## [Task description]
Could you restate the entries below word for word?

(Dataset entries)
***

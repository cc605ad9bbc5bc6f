//! Record codec - one encoder per record kind.
//!
//! Every record type implements [`Encode`]. Encoding validates the
//! payload completely before touching the store, so a rejected record
//! leaves the destination group unchanged. [`Record`] wraps every
//! record type for callers that dispatch on kind at runtime.
//!
//! ```
//! use sensorbox::codec::{Image, ImageEncoding, Stamp};
//! use sensorbox::{Container, NdArray};
//!
//! let mut container = Container::in_memory();
//! let image = NdArray::from_vec((2, 2), vec![0u8, 64, 128, 255]).unwrap();
//! let mut frame = container.current_frame().unwrap();
//! frame
//!     .write("camera", &Image::new(ImageEncoding::Mono8, image, "cam").with_stamp(Stamp::new(5, 0)))
//!     .unwrap();
//! ```

mod cloud;
mod color;
mod image;
mod intrinsic;
mod label;
mod pose;
mod scalar;
mod voxel;

pub use cloud::{PointCloud, Semantic1d, Semantic2d, Semantic3d};
pub use color::Color;
pub use image::{DisparityImage, Image, ImageEncoding};
pub use intrinsic::Intrinsic;
pub use label::LabelEntry;
pub use pose::{Pose, Quaternion, Translation};
pub use scalar::ScalarRecord;
pub use voxel::{VoxelGeometry, VoxelGrid, VoxelKind};

use std::time::Duration;

use tracing::trace;

use crate::core::{Attributes, Group};
use crate::schema::keys::{ATTR_STAMP_NSEC, ATTR_STAMP_SEC, ATTR_TYPE};
use crate::schema::RecordKind;
use crate::util::{Error, Result};

/// Capture time of a record, split into seconds and nanoseconds.
#[derive(Clone, Copy, Debug, Default, PartialEq, Eq, PartialOrd, Ord, Hash)]
pub struct Stamp {
    pub sec: i64,
    pub nsec: u32,
}

impl Stamp {
    /// The zero stamp of records captured without a clock.
    pub const UNTIMED: Self = Self { sec: 0, nsec: 0 };

    pub const fn new(sec: i64, nsec: u32) -> Self {
        Self { sec, nsec }
    }

    pub fn is_untimed(&self) -> bool {
        *self == Self::UNTIMED
    }
}

impl From<Duration> for Stamp {
    fn from(d: Duration) -> Self {
        let sec = i64::try_from(d.as_secs()).unwrap_or(i64::MAX);
        Self::new(sec, d.subsec_nanos())
    }
}

/// A record that can be written into a group.
pub trait Encode {
    /// Kind tag written to the `type` attribute.
    fn kind(&self) -> RecordKind;

    /// Check the payload against the kind's contract.
    fn validate(&self) -> Result<()>;

    /// Write an already validated record. Called by [`encode`](Self::encode).
    fn write_validated(&self, group: &mut Group<'_>, tag: &str) -> Result<()>;

    /// Validate, then add exactly one leaf or sub-group named `tag`.
    fn encode(&self, group: &mut Group<'_>, tag: &str) -> Result<()> {
        self.validate()?;
        if group.contains(tag) {
            return Err(Error::DuplicateKey(tag.to_string()));
        }
        trace!(kind = self.kind().name(), tag, "encoding record");
        self.write_validated(group, tag)
    }
}

/// Base attributes shared by every timed record.
pub(crate) fn base_attrs(kind: RecordKind, stamp: Stamp) -> Attributes {
    Attributes::new()
        .with(ATTR_TYPE, kind.name())
        .with(ATTR_STAMP_SEC, stamp.sec)
        .with(ATTR_STAMP_NSEC, stamp.nsec)
}

/// Any record kind, for runtime dispatch.
#[derive(Clone, Debug, PartialEq)]
pub enum Record {
    Scalar(ScalarRecord),
    Image(Image),
    Disparity(DisparityImage),
    Points(PointCloud),
    Semantic1d(Semantic1d),
    Semantic2d(Semantic2d),
    Semantic3d(Semantic3d),
    Voxel(VoxelGrid),
    Pose(Pose),
    Translation(Translation),
    Quaternion(Quaternion),
    Intrinsic(Intrinsic),
    Color(Color),
}

macro_rules! dispatch {
    ($self:expr, $r:ident => $body:expr) => {
        match $self {
            Record::Scalar($r) => $body,
            Record::Image($r) => $body,
            Record::Disparity($r) => $body,
            Record::Points($r) => $body,
            Record::Semantic1d($r) => $body,
            Record::Semantic2d($r) => $body,
            Record::Semantic3d($r) => $body,
            Record::Voxel($r) => $body,
            Record::Pose($r) => $body,
            Record::Translation($r) => $body,
            Record::Quaternion($r) => $body,
            Record::Intrinsic($r) => $body,
            Record::Color($r) => $body,
        }
    };
}

impl Encode for Record {
    fn kind(&self) -> RecordKind {
        dispatch!(self, r => r.kind())
    }

    fn validate(&self) -> Result<()> {
        dispatch!(self, r => r.validate())
    }

    fn write_validated(&self, group: &mut Group<'_>, tag: &str) -> Result<()> {
        dispatch!(self, r => r.write_validated(group, tag))
    }
}

macro_rules! impl_from_record {
    ($($variant:ident($ty:ty)),* $(,)?) => {
        $(
            impl From<$ty> for Record {
                fn from(r: $ty) -> Self {
                    Record::$variant(r)
                }
            }
        )*
    };
}

impl_from_record!(
    Scalar(ScalarRecord),
    Image(Image),
    Disparity(DisparityImage),
    Points(PointCloud),
    Semantic1d(Semantic1d),
    Semantic2d(Semantic2d),
    Semantic3d(Semantic3d),
    Voxel(VoxelGrid),
    Pose(Pose),
    Translation(Translation),
    Quaternion(Quaternion),
    Intrinsic(Intrinsic),
    Color(Color),
);

#[cfg(test)]
mod tests;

***

## [Response to this exercise]
repository cc605ad9bbc5bc6f
//! Record codec - one encoder per record kind.
//!
//! Every record type implements [`Encode`]. Encoding validates the
//! payload completely before touching the store, so a rejected record
//! leaves the destination group unchanged. [`Record`] wraps every
//! record type for callers that dispatch on kind at runtime.
//!
//! ```
//! use sensorbox::codec::{Image, ImageEncoding, Stamp};
//! use sensorbox::{Container, NdArray};
//!
//! let mut container = Container::in_memory();
//! let image = NdArray::from_vec((2, 2), vec![0u8, 64, 128, 255]).unwrap();
//! let mut frame = container.current_frame().unwrap();
//! frame
//!     .write("camera", &Image::new(ImageEncoding::Mono8, image, "cam").with_stamp(Stamp::new(5, 0)))
//!     .unwrap();
//! ```

mod cloud;
mod color;
mod image;
mod intrinsic;
mod label;
mod pose;
mod scalar;
mod voxel;

pub use cloud::{PointCloud, Semantic1d, Semantic2d, Semantic3d};
pub use color::Color;
pub use image::{DisparityImage, Image, ImageEncoding};
pub use intrinsic::Intrinsic;
pub use label::LabelEntry;
pub use pose::{Pose, Quaternion, Translation};
pub use scalar::ScalarRecord;
pub use voxel::{VoxelGeometry, VoxelGrid, VoxelKind};

use std::time::Duration;

use tracing::trace;

use crate::core::{Attributes, Group};
use crate::schema::keys::{ATTR_STAMP_NSEC, ATTR_STAMP_SEC, ATTR_TYPE};
use crate::schema::RecordKind;
use crate::util::{Error, Result};

/// Capture time of a record, split into seconds and nanoseconds.
#[derive(Clone, Copy, Debug, Default, PartialEq, Eq, PartialOrd, Ord, Hash)]
pub struct Stamp {
    pub sec: i64,
    pub nsec: u32,
}

impl Stamp {
    /// The zero stamp of records captured without a clock.
    pub const UNTIMED: Self = Self { sec: 0, nsec: 0 };

    pub const fn new(sec: i64, nsec: u32) -> Self {
        Self { sec, nsec }
    }

    pub fn is_untimed(&self) -> bool {
        *self == Self::UNTIMED
    }
}

impl From<Duration> for Stamp {
    fn from(d: Duration) -> Self {
        let sec = i64::try_from(d.as_secs()).unwrap_or(i64::MAX);
        Self::new(sec, d.subsec_nanos())
    }
}

/// A record that can be written into a group.
pub trait Encode {
    /// Kind tag written to the `type` attribute.
    fn kind(&self) -> RecordKind;

    /// Check the payload against the kind's contract.
    fn validate(&self) -> Result<()>;

    /// Write an already validated record. Called by [`encode`](Self::encode).
    fn write_validated(&self, group: &mut Group<'_>, tag: &str) -> Result<()>;

    /// Validate, then add exactly one leaf or sub-group named `tag`.
    fn encode(&self, group: &mut Group<'_>, tag: &str) -> Result<()> {
        self.validate()?;
        if group.contains(tag) {
            return Err(Error::DuplicateKey(tag.to_string()));
        }
        trace!(kind = self.kind().name(), tag, "encoding record");
        self.write_validated(group, tag)
    }
}

/// Base attributes shared by every timed record.
pub(crate) fn base_attrs(kind: RecordKind, stamp: Stamp) -> Attributes {
    Attributes::new()
        .with(ATTR_TYPE, kind.name())
        .with(ATTR_STAMP_SEC, stamp.sec)
        .with(ATTR_STAMP_NSEC, stamp.nsec)
}

/// Any record kind, for runtime dispatch.
#[derive(Clone, Debug, PartialEq)]
pub enum Record {
    Scalar(ScalarRecord),
    Image(Image),
    Disparity(DisparityImage),
    Points(PointCloud),
    Semantic1d(Semantic1d),
    Semantic2d(Semantic2d),
    Semantic3d(Semantic3d),
    Voxel(VoxelGrid),
    Pose(Pose),
    Translation(Translation),
    Quaternion(Quaternion),
    Intrinsic(Intrinsic),
    Color(Color),
}

macro_rules! dispatch {
    ($self:expr, $r:ident => $body:expr) => {
        match $self {
            Record::Scalar($r) => $body,
            Record::Image($r) => $body,
            Record::Disparity($r) => $body,
            Record::Points($r) => $body,
            Record::Semantic1d($r) => $body,
            Record::Semantic2d($r) => $body,
            Record::Semantic3d($r) => $body,
            Record::Voxel($r) => $body,
            Record::Pose($r) => $body,
            Record::Translation($r) => $body,
            Record::Quaternion($r) => $body,
            Record::Intrinsic($r) => $body,
            Record::Color($r) => $body,
        }
    };
}

impl Encode for Record {
    fn kind(&self) -> RecordKind {
        dispatch!(self, r => r.kind())
    }

    fn validate(&self) -> Result<()> {
        dispatch!(self, r => r.validate())
    }

    fn write_validated(&self, group: &mut Group<'_>, tag: &str) -> Result<()> {
        dispatch!(self, r => r.write_validated(group, tag))
    }
}

macro_rules! impl_from_record {
    ($($variant:ident($ty:ty)),* $(,)?) => {
        $(
            impl From<$ty> for Record {
                fn from(r: $ty) -> Self {
                    Record::$variant(r)
                }
            }
        )*
    };
}

impl_from_record!(
    Scalar(ScalarRecord),
    Image(Image),
    Disparity(DisparityImage),
    Points(PointCloud),
    Semantic1d(Semantic1d),
    Semantic2d(Semantic2d),
    Semantic3d(Semantic3d),
    Voxel(VoxelGrid),
    Pose(Pose),
    Translation(Translation),
    Quaternion(Quaternion),
    Intrinsic(Intrinsic),
    Color(Color),
);

#[cfg(test)]
mod tests;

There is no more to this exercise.